Impossible d'évoquer ce soir toutes les problématiques relatives aux normes biologiques. Je soulignerai cependant que la Commission européenne propose de remplacer le régime d'équivalence délivrée aux organismes certificateurs par un régime de conformité. Ce sera un gage de confiance pour le consommateur et garantira des conditions de concurrence équitables. Le Conseil et le Parlement européen soutiennent cette proposition. Il nous faut imposer nos critères aux autres pays, y compris pour les produits tropicaux, dont la qualité peut nous rendre fiers. Il faut donc renforcer les dispositifs de la labellisation, y compris localement.
La situation commerciale est préoccupante et déséquilibrée : la banane de Martinique et de Guadeloupe ne représente plus que 4,5 % de la consommation européenne, le sucre des DOM français 2,5 %. Un nivellement par le bas serait mortifère, c'est la montée en gamme qu'il faut favoriser.
Jamais, depuis 2013, les mécanismes de sauvegarde n'ont été utilisés. Pour la France, la politique commerciale européenne doit être ambitieuse, équilibrée, mutuellement bénéfique : Matthias Fekl porte ce message - comme l'a dit le Premier ministre, il faut que l'Europe sorte de l'innocence. La France insiste pour que les études d'impact préalables soient solides et rigoureuses, et prennent en compte les sensibilités agricoles de l'ensemble de l'Union.

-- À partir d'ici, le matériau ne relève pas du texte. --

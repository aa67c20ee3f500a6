use thiserror::Error;

use super::level::LevelSize;

#[derive(Error, Debug, Clone, PartialEq, Eq)]
pub enum LevelError {
    #[error("No level data available for size {size}: {reason}")]
    Source { size: LevelSize, reason: String },
    #[error("Malformed level text: {0}")]
    Parse(String),
}

pub type Result<T> = std::result::Result<T, LevelError>;
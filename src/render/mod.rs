pub mod renderer;

pub use renderer::Renderer;
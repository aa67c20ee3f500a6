use std::fs::File;
use std::path::PathBuf;

use anyhow::{Context, Result};
use clap::Parser;
use grid_snake::game::{GameConfig, LevelSize};
use grid_snake::metrics::ScoreBoard;
use grid_snake::modes::HumanMode;
use log::info;
use simplelog::{Config, LevelFilter, WriteLogger};

#[derive(Parser)]
#[command(name = "grid_snake")]
#[command(version, about = "Snake on a grid with barriers")]
struct Cli {
    /// Level size class
    #[arg(long)]
    size: Option<LevelSize>,

    /// Milliseconds between steps
    #[arg(long)]
    tick_ms: Option<u64>,

    /// Directory holding small.txt, medium.txt and large.txt level files
    #[arg(long)]
    levels_dir: Option<PathBuf>,

    /// JSON configuration file; flags given on the command line win
    #[arg(long)]
    config: Option<PathBuf>,

    /// Where to keep every player's last and best scores
    #[arg(long)]
    score_file: Option<PathBuf>,

    /// Name the scores of this session are recorded under
    #[arg(long, default_value = "player")]
    player: String,

    /// Print the best players from the score file and exit
    #[arg(long)]
    leaderboard: bool,

    /// Players listed by --leaderboard
    #[arg(long, default_value_t = 10)]
    top: usize,

    /// Log file
    #[arg(long, default_value = "grid_snake.log")]
    log_file: PathBuf,

    /// Log at debug level
    #[arg(long, short)]
    verbose: bool,
}

impl Cli {
    fn game_config(&self) -> Result<GameConfig> {
        let mut config = match &self.config {
            Some(path) => GameConfig::from_file(path)?,
            None => GameConfig::default(),
        };

        if let Some(size) = self.size {
            config.level_size = size;
        }
        if let Some(tick_ms) = self.tick_ms {
            config.tick_ms = tick_ms;
        }
        if let Some(dir) = &self.levels_dir {
            config.levels_dir = Some(dir.clone());
        }

        Ok(config)
    }
}

fn print_leaderboard(cli: &Cli) -> Result<()> {
    let board = match &cli.score_file {
        Some(path) => ScoreBoard::load(path)?,
        None => ScoreBoard::new(),
    };

    let entries = board.leaderboard(cli.top);
    if entries.is_empty() {
        println!("No scores recorded yet");
    }
    for entry in entries {
        println!("{}", entry);
    }
    Ok(())
}

#[tokio::main]
async fn main() -> Result<()> {
    let cli = Cli::parse();

    if cli.leaderboard {
        return print_leaderboard(&cli);
    }

    // The terminal belongs to the game, so logs go to a file
    let level = if cli.verbose {
        LevelFilter::Debug
    } else {
        LevelFilter::Info
    };
    let log_file = File::create(&cli.log_file)
        .with_context(|| format!("Failed to create log file {:?}", cli.log_file))?;
    WriteLogger::init(level, Config::default(), log_file).context("Failed to initialize logger")?;

    let config = cli.game_config()?;
    info!("Starting with {:?}", config);

    let mut human_mode = HumanMode::new(&config, cli.player.clone(), cli.score_file.clone())?;
    let final_score = human_mode.run().await?;

    // Launchers read the final score from stdout
    println!("{}", final_score);

    Ok(())
}
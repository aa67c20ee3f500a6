//! Core game logic module for Snake
//!
//! This module contains all the game logic without any rendering or input
//! dependencies. The engine is driven either by the [`StepLoop`] or by
//! calling [`GridSimulation::move_snake`] directly.

pub mod config;
pub mod direction;
pub mod engine;
pub mod error;
pub mod events;
pub mod level;
pub mod state;
pub mod step_loop;

// Re-export commonly used types
pub use config::GameConfig;
pub use direction::Direction;
pub use engine::{GridSimulation, MAX_PENDING_DIRECTIONS};
pub use error::LevelError;
pub use events::{EventHub, GameEvent};
pub use level::{DirLevelSource, InMemoryLevelSource, LevelLayout, LevelSize, LevelSource};
pub use state::{CellState, CollisionType, Grid, Position, Snake};
pub use step_loop::{SharedSimulation, StepLoop};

Elle plaide aussi pour que les mécanismes de sauvegarde soient plus opérationnels et pour un renforcement de l'outil statistique outre-mer. Ne nous arrêtons pas à des études de prix et de marché : c'est toute la situation économique et sociale des différents territoires ultramarins qui doit être scrutée.
Je salue l'engagement de M. Magras. Les travaux de votre délégation enrichiront notre action. Le Gouvernement est déterminé à défendre les intérêts des RUP au sein de l'Union. Nos régions sont riches de la qualité de leurs productions, de leurs savoir-faire. Donnons-leur les opportunités d'en tirer pleinement avantage. (Applaudissements)
M. Joël Guerriau . - L'agriculture est un pilier essentiel de l'économie des outre-mer. Mais son essor est bridé par des contraintes de tous ordres : l'éloignement renchérit les intrants, le marché intérieur est étroit, les aléas climatiques ravageurs.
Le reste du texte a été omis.